The final thing we did was to go by an orphanage where one of our coworkers volunteers. That was great, playing with the kids. They love having their pictures taken. We practiced pullups and pushups, but they weren’t doing the pushups properly. Chest to the floor (er, ground). So there are I believe 27 orphans housed in this tiny, tiny building. It’s amazing, terrible of course but for the most part the kids seemed like kids (although neighborhood kids go and play at the orphanage so it’s not really clear which ones were orphans vs just kids). Some you could tell, the quiet ones. This one girl was absolutely beautiful, I think she was maybe one or two, but she didn’t like white people (two of us managed to make her cry just by getting too close). I’m hoping that is because we are different-looking and not because of some actual bad experience!

So, the day was interesting. I don’t see that there is any way for me really to wrap my head around what it’s really like there. You can just never know, unless you live it. But, every little bit of context helps us understand better why we’re doing what we’re doing, and who we’re doing it for.

Friday night we kicked off the weekend with a surprise party for a guy who’s leaving soon. We ordered a bunch of pizzas that were fabulous. One of the girls was highly amused by the concept of ordering two Mexicans. That Mexican pizza was pretty darn good, second only to the chicken tikka!
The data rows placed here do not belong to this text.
//! Update normalization and webhook body parsing.

use serde_json::json;

use sharebot::update::{is_json_content_type, normalize, parse_body, MalformedPayload, UpdateKind};

use crate::common::message_json;

#[test]
fn message_update_is_classified() {
    let update = normalize(message_json(10, "hello")).expect("valid update");

    assert_eq!(update.update_id(), Some(10));
    assert_eq!(update.kind(), &UpdateKind::Message);
    assert_eq!(update.chat_id(), Some(42));
    assert_eq!(
        update.event().and_then(|e| e.get("text")),
        Some(&json!("hello"))
    );
}

#[test]
fn payload_is_kept_verbatim() {
    let raw = message_json(10, "hello");
    let update = normalize(raw.clone()).expect("valid update");
    assert_eq!(update.payload(), &raw);
}

#[test]
fn every_known_field_maps_to_its_kind() {
    let cases = [
        ("edited_message", UpdateKind::EditedMessage),
        ("channel_post", UpdateKind::ChannelPost),
        ("edited_channel_post", UpdateKind::EditedChannelPost),
        ("callback_query", UpdateKind::CallbackQuery),
        ("inline_query", UpdateKind::InlineQuery),
        ("chosen_inline_result", UpdateKind::ChosenInlineResult),
        ("shipping_query", UpdateKind::ShippingQuery),
        ("pre_checkout_query", UpdateKind::PreCheckoutQuery),
        ("poll", UpdateKind::Poll),
        ("poll_answer", UpdateKind::PollAnswer),
        ("my_chat_member", UpdateKind::MyChatMember),
        ("chat_member", UpdateKind::ChatMember),
        ("chat_join_request", UpdateKind::ChatJoinRequest),
    ];
    for (field, kind) in cases {
        let update = normalize(json!({"update_id": 1, field: {"id": "x"}}))
            .unwrap_or_else(|e| panic!("{field} should normalize: {e}"));
        assert_eq!(update.kind(), &kind);
        assert_eq!(update.kind().as_str(), field);
    }
}

#[test]
fn unknown_field_is_preserved_as_other() {
    let update = normalize(json!({"update_id": 1, "business_message": {"text": "x"}}))
        .expect("unknown kinds are not malformed");
    assert_eq!(
        update.kind(),
        &UpdateKind::Other("business_message".to_owned())
    );
    assert!(update.event().is_some());
}

#[test]
fn callback_query_chat_comes_from_its_message() {
    let update = normalize(json!({
        "update_id": 2,
        "callback_query": {"id": "q", "message": {"chat": {"id": -100}}}
    }))
    .expect("valid update");
    assert_eq!(update.chat_id(), Some(-100));
}

#[test]
fn inline_query_has_no_chat() {
    let update = normalize(json!({"update_id": 3, "inline_query": {"id": "q", "query": "x"}}))
        .expect("valid update");
    assert_eq!(update.chat_id(), None);
}

#[test]
fn update_id_is_optional() {
    let update = normalize(json!({"message": {"chat": {"id": 1}}})).expect("valid update");
    assert_eq!(update.update_id(), None);
}

#[test]
fn null_event_fields_are_ignored() {
    let update = normalize(json!({"update_id": 4, "message": null, "poll": {"id": "p"}}))
        .expect("valid update");
    assert_eq!(update.kind(), &UpdateKind::Poll);

    assert_eq!(
        normalize(json!({"update_id": 4, "message": null})),
        Err(MalformedPayload::NoEvent)
    );
}

#[test]
fn non_objects_are_malformed() {
    assert_eq!(
        normalize(json!([1, 2, 3])),
        Err(MalformedPayload::NotAnObject("array"))
    );
    assert_eq!(
        normalize(json!("text")),
        Err(MalformedPayload::NotAnObject("string"))
    );
    assert_eq!(normalize(json!(null)), Err(MalformedPayload::NotAnObject("null")));
}

#[test]
fn non_integer_update_id_is_malformed() {
    assert_eq!(
        normalize(json!({"update_id": "7", "message": {}})),
        Err(MalformedPayload::InvalidUpdateId)
    );
    assert_eq!(
        normalize(json!({"update_id": 1.5, "message": {}})),
        Err(MalformedPayload::InvalidUpdateId)
    );
}

#[test]
fn empty_object_has_no_event() {
    assert_eq!(normalize(json!({})), Err(MalformedPayload::NoEvent));
    assert_eq!(normalize(json!({"update_id": 9})), Err(MalformedPayload::NoEvent));
}

#[test]
fn each_normalization_gets_a_fresh_event_id() {
    let a = normalize(message_json(1, "x")).expect("valid update");
    let b = normalize(message_json(1, "x")).expect("valid update");

    assert_ne!(a.event_id(), b.event_id());
    assert!(a.same_shape(&b));
    assert!(!a.same_shape(&normalize(message_json(2, "x")).expect("valid update")));
}

#[test]
fn json_content_type_detection() {
    assert!(is_json_content_type(Some("application/json")));
    assert!(is_json_content_type(Some("application/json; charset=utf-8")));
    assert!(is_json_content_type(Some("APPLICATION/JSON")));
    assert!(!is_json_content_type(Some("text/plain")));
    assert!(!is_json_content_type(Some("application/jsonp")));
    assert!(!is_json_content_type(None));
}

#[test]
fn parse_body_checks_content_type_first() {
    let body = message_json(1, "x").to_string();
    assert_eq!(
        parse_body(Some("text/plain"), body.as_bytes()),
        Err(MalformedPayload::ContentType)
    );
    assert_eq!(
        parse_body(None, b"not json"),
        Err(MalformedPayload::ContentType)
    );
}

#[test]
fn parse_body_rejects_invalid_json() {
    let err = parse_body(Some("application/json"), b"{\"update_id\":").expect_err("truncated");
    assert!(matches!(err, MalformedPayload::InvalidJson(_)));
    assert!(err.to_string().to_lowercase().contains("json"));
}

#[test]
fn parse_body_accepts_a_valid_update() {
    let body = message_json(8, "x").to_string();
    let update = parse_body(Some("application/json"), body.as_bytes()).expect("valid body");
    assert_eq!(update.update_id(), Some(8));
}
At some point the party moved to Stones on Long Street for all of like one drink (seriously, I don’t much care for that place and we never stay there) then we all cabbed it right back to two blocks from our building and hit up a club called Chevelle. That’s more my kind of club, where girls get in free! It was pretty dead, but we met a couple local guys who I think would have been cool if they weren’t drunk and if you could really hear anything without shouting directly into the ear of the person you were speaking with. So, we danced for a bit then I headed home because I needed to get up the next morning.